President Tinubu directed the committee to achieve its one-year mandate, which is divided into three main areas: fiscal governance, tax reforms and growth facilitation.

He also directed all government ministries and departments to cooperate fully with the committee toward achieving their mandate.

He said: ‘’We cannot blame the people for expecting much from us. To whom much is given, much is expected.

“It is even more so when we campaigned on a promise of a better country anchored on our Renewed Hope Agenda. I have committed myself to use every minute I spend in this office to work to improve the quality of life of our people.”

President Tinubu, while acknowledging Nigeria’s current international standing in the tax sector, said the nation is still facing challenges in areas such as ease of tax payment and its Tax-to-GDP ratio, which lags behind even Africa’s Continental average.
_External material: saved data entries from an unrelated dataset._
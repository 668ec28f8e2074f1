//! Error types for the Bookshelf domain
//!
//! All domain errors are validation errors: they are recovered locally by
//! rejecting the offending field or operation and leaving state unchanged.
//! Lookup and persistence failures live in the catalog crate.

use thiserror::Error;

/// Domain error type for Bookshelf
#[derive(Error, Debug)]
pub enum AppError {
    /// A required text field was empty after trimming
    #[error("{field} cannot be empty")]
    EmptyField { field: &'static str },

    /// A rating outside the accepted 0-10 range
    #[error("rating {value} is out of range (0-10)")]
    RatingOutOfRange { value: i64 },
}

impl AppError {
    /// Returns a user-friendly message suitable for display in the menu
    pub fn user_message(&self) -> String {
        match self {
            Self::EmptyField { field } => format!("The {} cannot be empty.", field),
            Self::RatingOutOfRange { .. } => {
                "The rating must be between 0 and 10.".to_string()
            }
        }
    }
}

/// Convenience type alias for Results using AppError
pub type Result<T> = std::result::Result<T, AppError>;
“Our aim is to transform the tax system to support sustainable development while achieving a minimum of 18% tax-to-GDP ratio within the next three years.

“Without revenue, the government cannot provide adequate social services to the people it is entrusted to serve.

“The committee, in the first instance, is expected to deliver a schedule of quick reforms that can be implemented within thirty days. Critical reform measures should be recommended within six months and full implementation will take place within one calendar year,” the president directed.

The Special Adviser to the President on Revenue, Mr. Zacchaeus Adedeji, while recounting the president’s sterling track record on revenue transformation, described the committee members, drawn from the public and private sectors, as accomplished individuals from various sectors.